* _WORK INSTRUCTIONS_
Write out each line of the entries below that holds the word "usize".

________________________________________

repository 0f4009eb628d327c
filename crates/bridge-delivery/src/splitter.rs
//! Content splitter
//!
//! Shrinks a card payload to a character budget. Rendered text is the sum of
//! every `content` string inside the modules, the truncation notice included.
//! Modules are walked in order; the one that crosses the budget is cut,
//! everything after it is dropped, and a notice plus a divider is put in front
//! of the first card.

use crate::message::{context_module, divider_module, Card};
use serde_json::Value;

const DEFAULT_NOTICE: &str = "(content truncated)";

/// Deterministic truncation of card payloads
#[derive(Debug, Clone)]
pub struct ContentSplitter {
    notice: String,
}

impl Default for ContentSplitter {
    fn default() -> Self {
        Self::new(DEFAULT_NOTICE)
    }
}

impl ContentSplitter {
    /// Create a splitter whose notice reads `notice`
    pub fn new(notice: impl Into<String>) -> Self {
        Self {
            notice: notice.into(),
        }
    }

    /// Rendered text length of `cards` as sent, notice included
    pub fn measure(&self, cards: &[Card]) -> usize {
        cards
            .iter()
            .flat_map(|card| &card.modules)
            .map(content_chars)
            .sum()
    }

    /// Characters the notice adds to a split payload
    pub fn notice_chars(&self) -> usize {
        self.notice.chars().count()
    }

    /// Cut `cards` down to `budget` characters of rendered text, notice included.
    ///
    /// A notice from a previous pass is replaced rather than stacked. Returns
    /// `None` when the notice alone leaves no room for content.
    pub fn split(&self, cards: &[Card], budget: usize) -> Option<Vec<Card>> {
        let mut remaining = budget
            .checked_sub(self.notice_chars())
            .filter(|room| *room > 0)?;
        let mut exhausted = false;
        let mut result = Vec::with_capacity(cards.len());

        for card in self.strip_notice(cards) {
            if exhausted {
                break;
            }

            let mut kept = Card {
                modules: Vec::with_capacity(card.modules.len()),
                ..card.clone()
            };

            for module in &card.modules {
                let length = content_chars(module);
                if length <= remaining {
                    remaining -= length;
                    kept.modules.push(module.clone());
                    if remaining == 0 && length > 0 {
                        exhausted = true;
                        break;
                    }
                } else {
                    let mut cut = module.clone();
                    truncate_content(&mut cut, &mut remaining);
                    kept.modules.push(cut);
                    exhausted = true;
                    break;
                }
            }

            if !kept.modules.is_empty() || result.is_empty() {
                result.push(kept);
            }
        }

        if let Some(first) = result.first_mut() {
            first.modules.insert(0, divider_module());
            first.modules.insert(0, self.notice_module());
        }
        Some(result)
    }

    fn notice_module(&self) -> Value {
        context_module(self.notice.as_str())
    }

    /// Copy of `cards` without the notice and divider added by `split`
    fn strip_notice(&self, cards: &[Card]) -> Vec<Card> {
        let mut cards = cards.to_vec();
        if let Some(first) = cards.first_mut() {
            let notice = self.notice_module();
            if first.modules.first() == Some(&notice)
                && first.modules.get(1) == Some(&divider_module())
            {
                first.modules.drain(..2);
            }
        }
        cards
    }
}

/// Characters of every `content` string inside `value`
fn content_chars(value: &Value) -> usize {
    match value {
        Value::Object(map) => map
            .iter()
            .map(|(key, value)| match value {
                Value::String(text) if key == "content" => text.chars().count(),
                other => content_chars(other),
            })
            .sum(),
        Value::Array(items) => items.iter().map(content_chars).sum(),
        _ => 0,
    }
}

/// Cut `content` strings in document order so that at most `remaining`
/// characters survive
fn truncate_content(value: &mut Value, remaining: &mut usize) {
    match value {
        Value::Object(map) => {
            for (key, value) in map.iter_mut() {
                match value {
                    Value::String(text) if key == "content" => {
                        let length = text.chars().count();
                        if length > *remaining {
                            *text = text.chars().take(*remaining).collect();
                            *remaining = 0;
                        } else {
                            *remaining -= length;
                        }
                    }
                    other => truncate_content(other, remaining),
                }
            }
        }
        Value::Array(items) => {
            for item in items {
                truncate_content(item, remaining);
            }
        }
        _ => {}
    }
}
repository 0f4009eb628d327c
//! Application error types

mod app_error;

pub use app_error::{AppError, AppResult};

________________________________________

* _EXPECTED ANSWER_
    pub fn measure(&self, cards: &[Card]) -> usize {
    pub fn notice_chars(&self) -> usize {
    pub fn split(&self, cards: &[Card], budget: usize) -> Option<Vec<Card>> {
fn content_chars(value: &Value) -> usize {
fn truncate_content(value: &mut Value, remaining: &mut usize) {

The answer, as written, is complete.